Ollie changed tack. ‘Do me a favour. Check that yellow dress for DNA.’
Small frowned. ‘Why? What will I find?’
‘Just check it.’
Small attacked again, but uncertainty was starting to creep in. If they were not her knives…
‘Why did you have to kill Amal?’
That got a reaction. But not what Small was expecting. She saw genuine shock, a wave of sadness, then acceptance. Shit, she thought, she really didn’t know. And if she didn’t know, then perhaps they weren’t her knives.
Ollie heard the sound of defeat creeping back into her voice. ‘Don’t tell me. Early hours of yesterday morning.’
‘You were seen there.’
‘He was alive when I left. There were no knives there.’
‘Well the one that killed him had your prints all over it and was still in his gut.’ Small paused, then went for broke. ‘Forensics found blood traces from Marston, Anderson and WPC Jane Morgan.’

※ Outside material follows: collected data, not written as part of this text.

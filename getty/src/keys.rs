//! Store paths and the key layouts derived from them.
//!
//! Every document lives at a `/`-separated path such as `posts/{user_id}/{date_key}` or
//! `friends/{user_id}`. Segments follow the hosted database's key rules, so ids coming from
//! the outside are validated here before they are ever used to address a document.

use std::{fmt, sync::LazyLock};

use regex::Regex;

use crate::errors::{ValidationError, ValidationResult};

pub const POSTS_ROOT: &str = "posts";
pub const FRIENDS_ROOT: &str = "friends";

const MAX_SEGMENT_BYTES: usize = 768;

static SEGMENT_PATTERN: LazyLock<Regex> =
    LazyLock::new(|| Regex::new(r"^[^/.#$\[\]\x00-\x1F\x7F]+$").expect("valid segment pattern"));

/// Checks that `value` can be used as a single path segment, reporting issues against `field`.
pub fn validate_segment(field: &str, value: &str) -> ValidationResult<()> {
    if value.trim().is_empty() {
        return Err(ValidationError::single(field, "validation.required", "field is required"));
    }
    if value.len() > MAX_SEGMENT_BYTES {
        return Err(ValidationError::single(
            field,
            "validation.length",
            format!("length must be at most {MAX_SEGMENT_BYTES} bytes"),
        ));
    }
    if !SEGMENT_PATTERN.is_match(value) {
        return Err(ValidationError::single(
            field,
            "validation.path_segment",
            "must not contain '/', '.', '#', '$', '[', ']' or control characters",
        ));
    }
    Ok(())
}

/// A validated, non-empty document path.
#[derive(Debug, Clone, PartialEq, Eq, Hash, PartialOrd, Ord)]
pub struct StorePath {
    segments: Vec<String>,
}

impl StorePath {
    pub fn parse(raw: &str) -> ValidationResult<Self> {
        let trimmed = raw.trim_matches('/');
        let mut segments = Vec::new();
        for segment in trimmed.split('/') {
            validate_segment("path", segment)?;
            segments.push(segment.to_string());
        }
        Ok(Self { segments })
    }

    pub fn root(segment: &str) -> ValidationResult<Self> {
        validate_segment("path", segment)?;
        Ok(Self {
            segments: vec![segment.to_string()],
        })
    }

    pub fn child(&self, segment: &str) -> ValidationResult<Self> {
        validate_segment("path", segment)?;
        let mut segments = self.segments.clone();
        segments.push(segment.to_string());
        Ok(Self { segments })
    }

    pub fn segments(&self) -> &[String] {
        &self.segments
    }

    pub fn leaf(&self) -> &str {
        self.segments.last().map(String::as_str).unwrap_or_default()
    }

    pub fn parent(&self) -> Option<StorePath> {
        if self.segments.len() < 2 {
            return None;
        }
        Some(Self {
            segments: self.segments[..self.segments.len() - 1].to_vec(),
        })
    }

    /// True when `other` lives strictly below `self`.
    pub fn is_ancestor_of(&self, other: &StorePath) -> bool {
        other.segments.len() > self.segments.len() && other.segments.starts_with(&self.segments)
    }

    /// True when a write to one path changes what a read of the other returns.
    pub fn overlaps(&self, other: &StorePath) -> bool {
        self == other || self.is_ancestor_of(other) || other.is_ancestor_of(self)
    }
}

impl fmt::Display for StorePath {
    fn fmt(&self, f: &mut fmt::Formatter<'_>) -> fmt::Result {
        f.write_str(&self.segments.join("/"))
    }
}

/// `posts/{user_id}`
pub fn posts_path(user_id: &str) -> ValidationResult<StorePath> {
    validate_segment("user_id", user_id)?;
    StorePath::root(POSTS_ROOT)?.child(user_id)
}

/// `posts/{user_id}/{date_key}`
pub fn post_path(user_id: &str, date_key: &str) -> ValidationResult<StorePath> {
    validate_segment("date_key", date_key)?;
    posts_path(user_id)?.child(date_key)
}

/// `friends/{user_id}`
pub fn friends_path(user_id: &str) -> ValidationResult<StorePath> {
    validate_segment("user_id", user_id)?;
    StorePath::root(FRIENDS_ROOT)?.child(user_id)
}

/// Redis key construction. A document is a field of the hash named after its parent path;
/// versions live in a sibling hash so that a whole subtree can be read with one `HGETALL`.
#[derive(Debug, Clone)]
pub struct KeyContext<'a> {
    pub prefix: &'a str,
}

impl<'a> KeyContext<'a> {
    pub fn new(prefix: &'a str) -> Self {
        Self { prefix }
    }

    /// Hash holding the children of `parent` (`None` is the root hash).
    pub fn hash_key(&self, parent: Option<&StorePath>) -> String {
        match parent {
            Some(parent) => format!("{}:{}", self.prefix, parent),
            None => format!("{}:", self.prefix),
        }
    }

    pub fn version_key(&self, parent: Option<&StorePath>) -> String {
        match parent {
            Some(parent) => format!("{}:__v:{}", self.prefix, parent),
            None => format!("{}:__v:", self.prefix),
        }
    }

    /// `(hash, version hash, field)` addressing the document at `path`.
    pub fn document(&self, path: &StorePath) -> (String, String, String) {
        let parent = path.parent();
        (
            self.hash_key(parent.as_ref()),
            self.version_key(parent.as_ref()),
            path.leaf().to_string(),
        )
    }
}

The enormity of it slashed into her and Ollie collapsed down onto the side of the bed. She said quietly. ‘You said knives.’
‘We found your second one in it’s hiding place behind the skirting. Your prints as a child.’
Ollie looked across at the woman who was winning this battle. Trading murders in a sick game of abusive ping-pong.
Ollie sighed, ‘Let me guess. Blood traces for Billy, Emmanuel and Stephan.’
Small smirked. ‘You knew that already.’
A tsunami of tiredness crashed over Ollie. The monkey of madness swung from his tree, yellow eyes goading her. What the hell was happening? Who was planning all this and doing it to her? It was so complicated. Was this all Jo and the extremist group? It had to be, but Jo had denied killing Anderson and Marston. And the others went way back. Why try and frame her for something so old?